Tonegawa, who received the 1987 Nobel Prize in Physiology or Medicine for discovering the genetic principle for the generation of antibody diversity, later recalled Steinberg and Ita Askonas as helpful figures when he entered immunology and began applying molecular-biology methods to the antibody-diversity problem.

Steinberg later worked closely with Matthias Wabl and colleagues on somatic hypermutation. He was also sought out at the Basel Institute when problems required the combination of statistics, computer programming, genetics and immunology.

== Personality and mentorship ==

Steinberg was widely known as “Charley” among colleagues. Memorial accounts describe him as a mentor and intellectual presence whose influence was often exercised informally rather than through a conventional laboratory hierarchy. Du Pasquier described him as a “gray eminence” of the Basel Institute, noting that he had no laboratory or fixed research group but often worked from a chair in the cafeteria, where he listened, criticized and advised.

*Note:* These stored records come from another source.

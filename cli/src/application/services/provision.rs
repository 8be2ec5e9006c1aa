//! Application service: environment provisioning use-case.
//!
//! Refreshes the package index and installs the mandatory SSH server plus the
//! descriptor's OS and Python packages. Every step is one external process.

use std::process::ExitStatus;

use anyhow::{Context, Result};

use crate::application::ports::{CommandRunner, ProgressReporter};
use crate::domain::config::{Descriptor, MANDATORY_OS_PACKAGE};
use crate::domain::error::CommandError;

/// Interpreter used for `-m pip` when none is configured.
pub const DEFAULT_PYTHON: &str = "python3";

/// How external process failures are treated.
#[derive(Debug, Clone, Copy, PartialEq, Eq, Default)]
pub enum ExitPolicy {
    /// Warn and continue on a non-zero exit.
    #[default]
    Warn,
    /// Abort the run on a non-zero exit.
    Strict,
}

impl ExitPolicy {
    #[must_use]
    pub fn from_strict(strict: bool) -> Self {
        if strict { Self::Strict } else { Self::Warn }
    }

    /// Apply the policy to the exit status of `program`.
    ///
    /// # Errors
    ///
    /// Returns [`CommandError::Failed`] for a non-zero exit under `Strict`.
    pub fn check(
        self,
        program: &str,
        status: ExitStatus,
        reporter: &impl ProgressReporter,
    ) -> Result<()> {
        if status.success() {
            return Ok(());
        }
        let code = status.code().unwrap_or(-1);
        match self {
            Self::Strict => Err(CommandError::Failed {
                program: program.to_string(),
                code,
            }
            .into()),
            Self::Warn => {
                reporter.warn(&format!("{program} exited with status {code}, continuing"));
                Ok(())
            }
        }
    }
}

/// Installs packages and restarts services through a `CommandRunner`.
pub struct EnvironmentProvisioner<'a, R: CommandRunner, P: ProgressReporter> {
    runner: &'a R,
    reporter: &'a P,
    policy: ExitPolicy,
    python: &'a str,
}

impl<'a, R: CommandRunner, P: ProgressReporter> EnvironmentProvisioner<'a, R, P> {
    pub fn new(runner: &'a R, reporter: &'a P, policy: ExitPolicy, python: &'a str) -> Self {
        Self {
            runner,
            reporter,
            policy,
            python,
        }
    }

    /// `apt -qq update`
    ///
    /// # Errors
    ///
    /// Returns an error if `apt` cannot be spawned or fails under `Strict`.
    pub async fn refresh_package_index(&self) -> Result<()> {
        self.invoke("apt", &["-qq", "update"]).await
    }

    /// `apt -qq install -y <name>`
    ///
    /// # Errors
    ///
    /// Returns an error if `apt` cannot be spawned or fails under `Strict`.
    pub async fn install_os_package(&self, name: &str) -> Result<()> {
        self.invoke("apt", &["-qq", "install", "-y", name]).await
    }

    /// `<python> -m pip -q install <name>`
    ///
    /// # Errors
    ///
    /// Returns an error if the interpreter cannot be spawned or fails under `Strict`.
    pub async fn install_language_package(&self, name: &str) -> Result<()> {
        self.invoke(self.python, &["-m", "pip", "-q", "install", name])
            .await
    }

    /// `service <name> restart`
    ///
    /// # Errors
    ///
    /// Returns an error if `service` cannot be spawned or fails under `Strict`.
    pub async fn restart_service(&self, name: &str) -> Result<()> {
        self.invoke("service", &[name, "restart"]).await
    }

    /// Refresh the index, then install the SSH server, the Python packages and
    /// the OS packages, in that order.
    ///
    /// # Errors
    ///
    /// Returns an error if any step fails to spawn or fails under `Strict`.
    pub async fn provision(&self, descriptor: &Descriptor) -> Result<()> {
        self.reporter.step("refreshing package index...");
        self.refresh_package_index().await?;

        self.reporter
            .step(&format!("installing {MANDATORY_OS_PACKAGE}..."));
        self.install_os_package(MANDATORY_OS_PACKAGE).await?;

        for package in &descriptor.python_packages {
            self.reporter
                .step(&format!("installing python package {package}..."));
            self.install_language_package(package).await?;
        }

        for package in &descriptor.os_packages {
            self.reporter.step(&format!("installing {package}..."));
            self.install_os_package(package).await?;
        }

        self.reporter.success("environment provisioned");
        Ok(())
    }

    async fn invoke(&self, program: &str, args: &[&str]) -> Result<()> {
        let status = self
            .runner
            .run_status(program, args)
            .await
            .with_context(|| format!("running {program} {}", args.join(" ")))?;
        self.policy.check(program, status, self.reporter)
    }
}
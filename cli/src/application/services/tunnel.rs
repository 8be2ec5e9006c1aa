//! Application service: tunnel strategies.
//!
//! Both strategies plug into the same setup skeleton through
//! [`TunnelStrategy`]: `configure` prepares whatever the tunnel needs on the
//! host, `launch` starts it.

use std::path::{Path, PathBuf};

use anyhow::{Context, Result};

use crate::application::ports::{
    AssetSource, CommandRunner, LocalFs, ProgressReporter, ReleaseSource,
};
use crate::application::services::provision::ExitPolicy;
use crate::domain::config::TunnelOptions;
use crate::domain::error::RelayError;
use crate::domain::ini::IniDocument;
use crate::domain::layout::HostLayout;
use crate::domain::release::{RELAY_PLATFORM, select_asset};
use crate::domain::ssh::KeyPair;
use crate::domain::tunnel::{
    apply_relay_options, client_command, relay_args, render_command, reverse_tunnel_args,
};

/// Bundled relay client configuration, used when a release ships none.
pub const FRPC_INI_ASSET: &str = "frpc.ini";

/// Everything a strategy may read about the current run.
pub struct TunnelContext<'a> {
    pub options: &'a TunnelOptions,
    pub keys: &'a KeyPair,
    pub layout: &'a HostLayout,
    pub policy: ExitPolicy,
}

/// How the tunnel process ended up running.
#[derive(Debug, Clone, PartialEq, Eq)]
pub enum LaunchOutcome {
    /// The tunnel runs in the background; `client_command` is what the
    /// operator runs locally to connect.
    Detached { client_command: String },
    /// The tunnel client exited: the relay client after running attached, or
    /// `ssh` when it failed before detaching.
    Exited { code: Option<i32> },
}

/// A way of connecting the notebook instance to the relay server.
#[allow(async_fn_in_trait)]
pub trait TunnelStrategy {
    /// Short name used in progress messages.
    fn name(&self) -> &'static str;

    /// Prepare the host for the tunnel.
    async fn configure(
        &self,
        ctx: &TunnelContext<'_>,
        reporter: &impl ProgressReporter,
    ) -> Result<()>;

    /// Start the tunnel.
    async fn launch(
        &self,
        ctx: &TunnelContext<'_>,
        reporter: &impl ProgressReporter,
    ) -> Result<LaunchOutcome>;
}

// ── Direct SSH ────────────────────────────────────────────────────────────────

/// Reverse port-forward with the stock ssh client.
pub struct DirectStrategy<'a, R: CommandRunner> {
    runner: &'a R,
}

impl<'a, R: CommandRunner> DirectStrategy<'a, R> {
    pub fn new(runner: &'a R) -> Self {
        Self { runner }
    }
}

impl<R: CommandRunner> TunnelStrategy for DirectStrategy<'_, R> {
    fn name(&self) -> &'static str {
        "ssh"
    }

    async fn configure(
        &self,
        _ctx: &TunnelContext<'_>,
        _reporter: &impl ProgressReporter,
    ) -> Result<()> {
        Ok(())
    }

    async fn launch(
        &self,
        ctx: &TunnelContext<'_>,
        reporter: &impl ProgressReporter,
    ) -> Result<LaunchOutcome> {
        let key_file_name = ctx
            .keys
            .private_source_path
            .file_name()
            .map(|n| n.to_string_lossy().into_owned())
            .unwrap_or_default();
        let client = client_command(ctx.options, &key_file_name);

        let user = ctx.keys.login_user();
        let args = reverse_tunnel_args(ctx.options, &user, &ctx.layout.private_key());
        tracing::debug!(command = %render_command("ssh", &args), "starting reverse tunnel");

        reporter.step(&format!(
            "opening reverse tunnel to {user}@{}...",
            ctx.options.service_url
        ));
        let arg_refs: Vec<&str> = args.iter().map(String::as_str).collect();
        let status = self
            .runner
            .run_status("ssh", &arg_refs)
            .await
            .context("starting reverse tunnel")?;
        ctx.policy.check("ssh", status, reporter)?;
        if !status.success() {
            return Ok(LaunchOutcome::Exited {
                code: status.code(),
            });
        }

        reporter.success("tunnel running in the background");
        Ok(LaunchOutcome::Detached {
            client_command: client,
        })
    }
}

// ── Relay client ──────────────────────────────────────────────────────────────

/// Tunnel brokered by the frp relay client.
pub struct RelayStrategy<'a, R, S, F, A>
where
    R: CommandRunner,
    S: ReleaseSource,
    F: LocalFs,
    A: AssetSource,
{
    runner: &'a R,
    releases: &'a S,
    fs: &'a F,
    assets: &'a A,
}

impl<'a, R, S, F, A> RelayStrategy<'a, R, S, F, A>
where
    R: CommandRunner,
    S: ReleaseSource,
    F: LocalFs,
    A: AssetSource,
{
    pub fn new(runner: &'a R, releases: &'a S, fs: &'a F, assets: &'a A) -> Self {
        Self {
            runner,
            releases,
            fs,
            assets,
        }
    }

    /// Download the latest release and install it as `layout.relay_dir`.
    ///
    /// # Errors
    ///
    /// Returns [`RelayError::Unavailable`] when no asset matches the platform,
    /// or an error if the download or unpacking fails.
    pub fn install(&self, layout: &HostLayout, reporter: &impl ProgressReporter) -> Result<()> {
        reporter.step("fetching latest relay release...");
        let release = self.releases.latest()?;
        let asset = select_asset(&release.assets, RELAY_PLATFORM).ok_or_else(|| {
            RelayError::Unavailable {
                platform: RELAY_PLATFORM.to_string(),
            }
        })?;

        reporter.step(&format!("downloading {}...", asset.name));
        let archive = self.releases.download(&asset.browser_download_url)?;

        self.fs.remove_dir_all(&layout.relay_dir)?;
        let staging = staging_dir(&layout.relay_dir);
        self.fs.remove_dir_all(&staging)?;
        self.fs.create_dir_all(&staging)?;

        let entries = self
            .fs
            .unpack_tar_gz(&archive, &staging)
            .with_context(|| format!("unpacking {}", asset.name))?;
        let top = entries
            .into_iter()
            .find(|p| self.fs.is_dir(p))
            .ok_or(RelayError::EmptyArchive)?;
        self.fs.rename(&top, &layout.relay_dir)?;
        self.fs.remove_dir_all(&staging)?;

        reporter.success(&format!(
            "relay {} installed",
            release.tag_name.as_deref().unwrap_or(&asset.name)
        ));
        Ok(())
    }

    /// Point `frpc.ini` at the relay server, starting from the bundled
    /// template when the release ships no INI file.
    ///
    /// # Errors
    ///
    /// Returns an error if the configuration cannot be read or written.
    pub fn write_config(&self, layout: &HostLayout, options: &TunnelOptions) -> Result<PathBuf> {
        let path = layout.relay_config();
        let text = if self.fs.exists(&path) {
            self.fs.read_to_string(&path)?
        } else {
            String::from_utf8_lossy(self.assets.get_asset(FRPC_INI_ASSET)?).into_owned()
        };

        let mut doc = IniDocument::parse(&text);
        apply_relay_options(&mut doc, options);
        self.fs
            .write(&path, doc.to_string().as_bytes())
            .with_context(|| format!("writing {}", path.display()))?;
        Ok(path)
    }
}

impl<R, S, F, A> TunnelStrategy for RelayStrategy<'_, R, S, F, A>
where
    R: CommandRunner,
    S: ReleaseSource,
    F: LocalFs,
    A: AssetSource,
{
    fn name(&self) -> &'static str {
        "frp"
    }

    async fn configure(
        &self,
        ctx: &TunnelContext<'_>,
        reporter: &impl ProgressReporter,
    ) -> Result<()> {
        self.install(ctx.layout, reporter)?;

        let binary = ctx.layout.relay_binary().display().to_string();
        let version_check = self
            .runner
            .run(&binary, &["-v"])
            .await
            .context("checking relay client")?;
        if version_check.status.success() {
            let version = String::from_utf8_lossy(&version_check.stdout);
            reporter.success(&format!("relay client {} ready", version.trim()));
        } else {
            reporter.warn("relay client did not report a version");
        }

        let path = self.write_config(ctx.layout, ctx.options)?;
        reporter.success(&format!("relay configured ({})", path.display()));
        Ok(())
    }

    async fn launch(
        &self,
        ctx: &TunnelContext<'_>,
        reporter: &impl ProgressReporter,
    ) -> Result<LaunchOutcome> {
        let binary = ctx.layout.relay_binary();
        let program = binary.display().to_string();
        let args = relay_args(&ctx.layout.relay_config());
        tracing::debug!(command = %render_command(&program, &args), "starting relay client");

        reporter.step(&format!(
            "relay client connecting to {}:{}...",
            ctx.options.service_url, ctx.options.service_port
        ));
        let arg_refs: Vec<&str> = args.iter().map(String::as_str).collect();
        let status = self
            .runner
            .run_status(&program, &arg_refs)
            .await
            .context("running relay client")?;
        ctx.policy.check(&program, status, reporter)?;

        Ok(LaunchOutcome::Exited {
            code: status.code(),
        })
    }
}

fn staging_dir(relay_dir: &Path) -> PathBuf {
    relay_dir.with_extension("download")
}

Jerne reportedly said of Steinberg that “in a discussion, he has the third idea”, a phrase used to describe Steinberg’s capacity to see beyond the immediate terms of a scientific argument. Colleagues also remembered his skill with language, his interest in etymology, word games and code breaking, and his reputation as an incisive editor of scientific writing. Du Pasquier described Steinberg as playful and enthusiastic outside formal scientific discussion, but also uncompromising toward superficiality, bureaucracy and weak reasoning.

The Feynman connection became part of Steinberg’s reputation. Feynman had briefly entered molecular biology at Caltech and co-authored a T4 mapping paper with Steinberg, Edgar and others. Later accounts state that Steinberg taught Feynman biology and that the two were friends. The frequently repeated report that Feynman called Steinberg “the smartest guy I know” reflected Steinberg’s standing among colleagues as an unusually sharp, witty and original scientist.

== Family ==

Steinberg had children, including Adam Steinberg. Adam Steinberg later became associated with Elgato, a computer-peripheral and digital-media company known for products such as EyeTV and Game Capture. Public company materials identify Adam Steinberg as a senior Elgato executive, including as vice president of marketing.

== Legacy ==

Steinberg’s career linked two major fields of twentieth-century biology: classical bacteriophage genetics and modern molecular immunology. His work on T4 amber mutants helped make essential genes experimentally accessible and contributed to the genetic dissection of viral development. At Basel, he helped shape an approach to immunology that treated antibody diversity as a genetic and molecular problem. Among colleagues, he was remembered not only for his published work but for the force of his mind: playful, witty, rigorous and memorable.